Open Access

Open Access (OA) refers to academic publications made available in full text on the internet free of charge. This can be done by publishing in specific OA-channels or by parallel publishing the article in an open research archive.


Many publishers choose to make some or all of their journals and books available free online. It is quite common for authors/institutions to pay to publish through these channels.

Publishing in OA-channels is also called Gold Open Access.

Why choose Open Access?

Impact: Studies indicate that Open Access publications are more downloaded, read, and cited more often than other articles (Swan, 2010).

Collaboration: Open Access offers every project member access to the same research foundations when working on a project with researches from different countries and institutions.

Fast publication: Open Access articles are electronic, and are consequently published faster than other articles.

Maintaining the copyright: Authors will maintain the right to republish their work, as well as to give others the right to use the material.

 

Parallel publishing in open research archives

If the journal/publisher accepts it, authors may parallel publish their academic publications in open research archives. HSN Open Archive is an example of this kind of archive.

Usually, parallel publishing is only allowed for post-print versions of publications, meaning the last manuscript after a peer review. Information about publisher’s policies on parallel publishing is available in SHERPA/RoMEO .

Parallel publishing in open research archives is also called Green Open Access

 

Requirements for Open Access

The Norwegian government is increasingly encouraging Open Access publishing.

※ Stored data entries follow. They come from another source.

//! Text embedding collaborators used by duplicate detection.

use std::time::Duration;

use anyhow::{anyhow, Context, Result};
use async_trait::async_trait;
use reqwest::Client;
use serde::{Deserialize, Serialize};

const DEFAULT_TIMEOUT_SECS: u64 = 10;

#[async_trait]
pub trait Embedder: Send + Sync {
    /// Embed `text`. An empty vector means "no embedding available".
    async fn embed(&self, text: &str) -> Result<Vec<f32>>;
}

#[derive(Debug, Serialize)]
struct EmbedRequest<'a> {
    input: &'a str,
}

#[derive(Debug, Deserialize)]
struct EmbedResponse {
    embedding: Vec<f32>,
}

/// Embedding service reached over HTTP: `POST {url}` with `{"input": ...}`.
#[derive(Debug, Clone)]
pub struct HttpEmbedder {
    client: Client,
    url: String,
}

impl HttpEmbedder {
    /// # Errors
    /// Returns an error when the HTTP client cannot be constructed.
    pub fn new(url: &str) -> Result<Self> {
        let client = Client::builder()
            .timeout(Duration::from_secs(DEFAULT_TIMEOUT_SECS))
            .build()
            .context("failed to build embedding http client")?;
        Ok(Self { client, url: url.to_string() })
    }
}

#[async_trait]
impl Embedder for HttpEmbedder {
    async fn embed(&self, text: &str) -> Result<Vec<f32>> {
        let response = self
            .client
            .post(&self.url)
            .json(&EmbedRequest { input: text })
            .send()
            .await
            .with_context(|| format!("embedding request to {} failed", self.url))?;
        let status = response.status();
        if !status.is_success() {
            return Err(anyhow!("embedding service returned {status}"));
        }
        let body: EmbedResponse =
            response.json().await.context("failed to decode embedding response")?;
        if body.embedding.iter().any(|value| !value.is_finite()) {
            return Err(anyhow!("embedding contains non-finite values"));
        }
        Ok(body.embedding)
    }
}

/// Used when no embedding endpoint is configured; duplicate detection becomes a no-op.
#[derive(Debug, Clone, Copy, Default)]
pub struct DisabledEmbedder;

#[async_trait]
impl Embedder for DisabledEmbedder {
    async fn embed(&self, _text: &str) -> Result<Vec<f32>> {
        Ok(Vec::new())
    }
}
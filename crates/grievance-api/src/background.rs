//! Bounded fire-and-forget job queue drained by a fixed worker pool.

use std::future::Future;
use std::pin::Pin;
use std::sync::atomic::{AtomicU64, Ordering};
use std::sync::Arc;

use serde::{Deserialize, Serialize};
use tokio::sync::{mpsc, Mutex, Notify};

type BoxedJob = Pin<Box<dyn Future<Output = anyhow::Result<()>> + Send + 'static>>;

struct Job {
    name: &'static str,
    future: BoxedJob,
}

#[derive(Debug, Default)]
struct QueueCounters {
    submitted: AtomicU64,
    succeeded: AtomicU64,
    failed: AtomicU64,
    dropped: AtomicU64,
    pending: AtomicU64,
}

#[derive(Debug, Clone, Copy, Default, Serialize, Deserialize, PartialEq, Eq)]
pub struct QueueStats {
    pub submitted: u64,
    pub succeeded: u64,
    pub failed: u64,
    pub dropped: u64,
    pub pending: u64,
}

/// Cloneable handle to the job queue. Workers stop once every handle is dropped.
#[derive(Clone)]
pub struct BackgroundQueue {
    sender: mpsc::Sender<Job>,
    counters: Arc<QueueCounters>,
    idle: Arc<Notify>,
}

impl BackgroundQueue {
    /// Spawn `workers` tasks on the current runtime.
    ///
    /// Must be called from inside a tokio runtime.
    #[must_use]
    pub fn start(workers: usize, capacity: usize) -> Self {
        let (sender, receiver) = mpsc::channel::<Job>(capacity.max(1));
        let receiver = Arc::new(Mutex::new(receiver));
        let counters = Arc::new(QueueCounters::default());
        let idle = Arc::new(Notify::new());

        let workers = workers.max(1);
        for worker_id in 0..workers {
            let receiver = Arc::clone(&receiver);
            let counters = Arc::clone(&counters);
            let idle = Arc::clone(&idle);
            tokio::spawn(async move {
                tracing::debug!(worker_id, "background worker started");
                loop {
                    let next = {
                        let mut guard = receiver.lock().await;
                        guard.recv().await
                    };
                    let Some(job) = next else {
                        break;
                    };

                    let name = job.name;
                    match tokio::spawn(job.future).await {
                        Ok(Ok(())) => {
                            counters.succeeded.fetch_add(1, Ordering::Relaxed);
                        }
                        Ok(Err(err)) => {
                            counters.failed.fetch_add(1, Ordering::Relaxed);
                            tracing::warn!(job = name, error = %err, "background job failed");
                        }
                        Err(err) => {
                            counters.failed.fetch_add(1, Ordering::Relaxed);
                            tracing::warn!(job = name, error = %err, "background job panicked");
                        }
                    }
                    counters.pending.fetch_sub(1, Ordering::AcqRel);
                    idle.notify_waiters();
                }
                tracing::debug!(worker_id, "background worker stopped");
            });
        }

        tracing::info!(workers, capacity, "background queue started");
        Self { sender, counters, idle }
    }

    /// Enqueue a job without waiting. Returns `false` when it was dropped.
    pub fn submit<F>(&self, name: &'static str, future: F) -> bool
    where
        F: Future<Output = anyhow::Result<()>> + Send + 'static,
    {
        self.counters.pending.fetch_add(1, Ordering::AcqRel);
        match self.sender.try_send(Job { name, future: Box::pin(future) }) {
            Ok(()) => {
                self.counters.submitted.fetch_add(1, Ordering::Relaxed);
                true
            }
            Err(err) => {
                self.counters.pending.fetch_sub(1, Ordering::AcqRel);
                self.counters.dropped.fetch_add(1, Ordering::Relaxed);
                let reason = match err {
                    mpsc::error::TrySendError::Full(_) => "queue full",
                    mpsc::error::TrySendError::Closed(_) => "queue closed",
                };
                tracing::warn!(job = name, reason, "background job dropped");
                self.idle.notify_waiters();
                false
            }
        }
    }

    #[must_use]
    pub fn stats(&self) -> QueueStats {
        QueueStats {
            submitted: self.counters.submitted.load(Ordering::Relaxed),
            succeeded: self.counters.succeeded.load(Ordering::Relaxed),
            failed: self.counters.failed.load(Ordering::Relaxed),
            dropped: self.counters.dropped.load(Ordering::Relaxed),
            pending: self.counters.pending.load(Ordering::Acquire),
        }
    }

    /// Resolve once no job is queued or running, including jobs enqueued by other jobs.
    pub async fn wait_idle(&self) {
        loop {
            let notified = self.idle.notified();
            if self.counters.pending.load(Ordering::Acquire) == 0 {
                return;
            }
            notified.await;
        }
    }
}

#[cfg(test)]
mod tests {
    use std::sync::atomic::AtomicUsize;
    use std::time::Duration;

    use super::*;

    #[tokio::test]
    async fn jobs_run_and_failures_are_counted() {
        let queue = BackgroundQueue::start(2, 16);
        let hits = Arc::new(AtomicUsize::new(0));

        for _ in 0..5 {
            let hits = Arc::clone(&hits);
            assert!(queue.submit("count", async move {
                hits.fetch_add(1, Ordering::SeqCst);
                anyhow::Ok(())
            }));
        }
        assert!(queue.submit("broken", async { Err::<(), _>(anyhow::anyhow!("ledger down")) }));

        queue.wait_idle().await;
        let stats = queue.stats();
        assert_eq!(hits.load(Ordering::SeqCst), 5);
        assert_eq!(stats.submitted, 6);
        assert_eq!(stats.succeeded, 5);
        assert_eq!(stats.failed, 1);
        assert_eq!(stats.pending, 0);
    }

    #[tokio::test]
    async fn full_queue_drops_without_blocking() {
        let queue = BackgroundQueue::start(1, 1);
        let gate = Arc::new(Notify::new());

        let blocker = Arc::clone(&gate);
        assert!(queue.submit("blocker", async move {
            blocker.notified().await;
            anyhow::Ok(())
        }));
        tokio::time::sleep(Duration::from_millis(50)).await;

        assert!(queue.submit("queued", async { anyhow::Ok(()) }));
        assert!(!queue.submit("overflow", async { anyhow::Ok(()) }));
        assert_eq!(queue.stats().dropped, 1);

        gate.notify_one();
        queue.wait_idle().await;
        let stats = queue.stats();
        assert_eq!(stats.succeeded, 2);
        assert_eq!(stats.dropped, 1);
    }

    #[tokio::test]
    async fn wait_idle_covers_jobs_spawned_by_jobs() {
        let queue = BackgroundQueue::start(1, 8);
        let hits = Arc::new(AtomicUsize::new(0));

        let inner_queue = queue.clone();
        let inner_hits = Arc::clone(&hits);
        assert!(queue.submit("outer", async move {
            inner_queue.submit("inner", async move {
                tokio::time::sleep(Duration::from_millis(20)).await;
                inner_hits.fetch_add(1, Ordering::SeqCst);
                anyhow::Ok(())
            });
            anyhow::Ok(())
        }));

        queue.wait_idle().await;
        assert_eq!(hits.load(Ordering::SeqCst), 1);
    }

    #[tokio::test]
    async fn panicking_job_does_not_kill_the_worker() {
        let queue = BackgroundQueue::start(1, 4);
        assert!(queue.submit("panics", async {
            let explode = true;
            if explode {
                panic!("boom");
            }
            anyhow::Ok(())
        }));
        assert!(queue.submit("after", async { anyhow::Ok(()) }));

        queue.wait_idle().await;
        let stats = queue.stats();
        assert_eq!(stats.failed, 1);
        assert_eq!(stats.succeeded, 1);
    }
}
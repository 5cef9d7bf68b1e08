//! Canonical content hash used as a grievance's identity on the external ledger.
//!
//! The hash input is the compact JSON object
//! `{"id","title","description","creatorId","timestamp"}` in exactly that key
//! order, with the timestamp rendered as `YYYY-MM-DDTHH:MM:SS.mmmZ`. Any
//! reimplementation must feed byte-identical input to SHA-256.

use serde::Serialize;
use sha2::{Digest, Sha256};
use time::{OffsetDateTime, UtcOffset};

use crate::{CoreError, Grievance, GrievanceId};

#[derive(Debug, Clone, Serialize, PartialEq, Eq)]
pub struct CanonicalFields<'a> {
    pub id: String,
    pub title: &'a str,
    pub description: &'a str,
    #[serde(rename = "creatorId")]
    pub creator_id: &'a str,
    pub timestamp: String,
}

impl<'a> CanonicalFields<'a> {
    #[must_use]
    pub fn new(
        id: GrievanceId,
        title: &'a str,
        description: &'a str,
        creator_id: &'a str,
        created_at: OffsetDateTime,
    ) -> Self {
        Self {
            id: id.to_string(),
            title,
            description,
            creator_id,
            timestamp: canonical_timestamp(created_at),
        }
    }

    #[must_use]
    pub fn from_grievance(grievance: &'a Grievance) -> Self {
        Self::new(
            grievance.id,
            &grievance.title,
            &grievance.description,
            &grievance.creator_id,
            grievance.created_at,
        )
    }
}

/// Render a timestamp as ISO-8601 in UTC with millisecond precision and a `Z` suffix.
#[must_use]
pub fn canonical_timestamp(value: OffsetDateTime) -> String {
    let utc = value.to_offset(UtcOffset::UTC);
    format!(
        "{:04}-{:02}-{:02}T{:02}:{:02}:{:02}.{:03}Z",
        utc.year(),
        u8::from(utc.month()),
        utc.day(),
        utc.hour(),
        utc.minute(),
        utc.second(),
        utc.millisecond()
    )
}

/// Compute the lowercase hex SHA-256 of the canonical JSON encoding.
///
/// # Errors
/// Returns [`CoreError::Validation`] when the canonical fields cannot be encoded.
pub fn canonical_hash(fields: &CanonicalFields<'_>) -> Result<String, CoreError> {
    let encoded = serde_json::to_vec(fields)
        .map_err(|err| CoreError::Validation(format!("canonical encoding failed: {err}")))?;
    Ok(hex::encode(Sha256::digest(&encoded)))
}

#[cfg(test)]
mod tests {
    use time::Duration;
    use ulid::Ulid;

    use super::*;

    fn fixture_id() -> GrievanceId {
        match Ulid::from_string("01K1D3A7E9J5MNNN8F5JVCJY51") {
            Ok(id) => GrievanceId(id),
            Err(err) => panic!("invalid fixture ULID: {err}"),
        }
    }

    fn fixture_time() -> OffsetDateTime {
        OffsetDateTime::UNIX_EPOCH + Duration::seconds(1_700_000_000) + Duration::milliseconds(42)
    }

    fn hash_of(title: &str, description: &str, creator: &str, at: OffsetDateTime) -> String {
        let fields = CanonicalFields::new(fixture_id(), title, description, creator, at);
        match canonical_hash(&fields) {
            Ok(hash) => hash,
            Err(err) => panic!("fixture should hash: {err}"),
        }
    }

    #[test]
    fn timestamp_uses_milliseconds_and_zulu_suffix() {
        assert_eq!(canonical_timestamp(fixture_time()), "2023-11-14T22:13:20.042Z");
    }

    #[test]
    fn timestamp_is_normalized_to_utc() {
        let offset = match UtcOffset::from_hms(5, 30, 0) {
            Ok(offset) => offset,
            Err(err) => panic!("invalid fixture offset: {err}"),
        };
        assert_eq!(
            canonical_timestamp(fixture_time().to_offset(offset)),
            "2023-11-14T22:13:20.042Z"
        );
    }

    #[test]
    fn canonical_json_keeps_declared_key_order() {
        let fields = CanonicalFields::new(fixture_id(), "t", "d", "c", fixture_time());
        let encoded = match serde_json::to_string(&fields) {
            Ok(encoded) => encoded,
            Err(err) => panic!("fixture should encode: {err}"),
        };
        assert_eq!(
            encoded,
            "{\"id\":\"01K1D3A7E9J5MNNN8F5JVCJY51\",\"title\":\"t\",\"description\":\"d\",\
             \"creatorId\":\"c\",\"timestamp\":\"2023-11-14T22:13:20.042Z\"}"
        );
    }

    #[test]
    fn hash_is_stable_across_repeated_computation() {
        let first = hash_of("Pothole", "Deep pothole on 5th street", "citizen-1", fixture_time());
        let second = hash_of("Pothole", "Deep pothole on 5th street", "citizen-1", fixture_time());
        assert_eq!(first, second);
        assert_eq!(first.len(), 64);
        assert!(first.chars().all(|c| c.is_ascii_hexdigit() && !c.is_ascii_uppercase()));
    }

    #[test]
    fn hash_changes_when_any_single_field_changes() {
        let base = hash_of("Pothole", "Deep pothole", "citizen-1", fixture_time());
        assert_ne!(base, hash_of("Pothole!", "Deep pothole", "citizen-1", fixture_time()));
        assert_ne!(base, hash_of("Pothole", "Deep pothole.", "citizen-1", fixture_time()));
        assert_ne!(base, hash_of("Pothole", "Deep pothole", "citizen-2", fixture_time()));
        assert_ne!(
            base,
            hash_of("Pothole", "Deep pothole", "citizen-1", fixture_time() + Duration::milliseconds(1))
        );

        let other_id = CanonicalFields::new(
            GrievanceId::new(),
            "Pothole",
            "Deep pothole",
            "citizen-1",
            fixture_time(),
        );
        assert_ne!(Ok(base), canonical_hash(&other_id));
    }

    #[test]
    fn sub_millisecond_precision_does_not_affect_the_hash() {
        let base = hash_of("Pothole", "Deep pothole", "citizen-1", fixture_time());
        let jittered = hash_of(
            "Pothole",
            "Deep pothole",
            "citizen-1",
            fixture_time() + Duration::nanoseconds(999),
        );
        assert_eq!(base, jittered);
    }
}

“In principle, it is the Government’s view that all research that is wholly or partially funded through public allocations must be made openly available.“, see Long-term perspectives – knowledge provides opportunity (Meld. St. 18 (2012–2013))

The Research Council of Norway requires that research results from projects completely or partly financed by them have to be open and freely available. Today the Research Council recommends parallel publishing as key initiative to secure access to research results.

The European Union's (EU) 7th framework programme for research (FP7) has initiated a pilot project for Open Access that requires parallel publishing or Gold OA publishing to research within certain subject areas. With Horizon 2020, the EUs 8th framework programme in force at the start of 2014, the requirement for Open Access will be applied to all subjects. Read more about Horizon 2020.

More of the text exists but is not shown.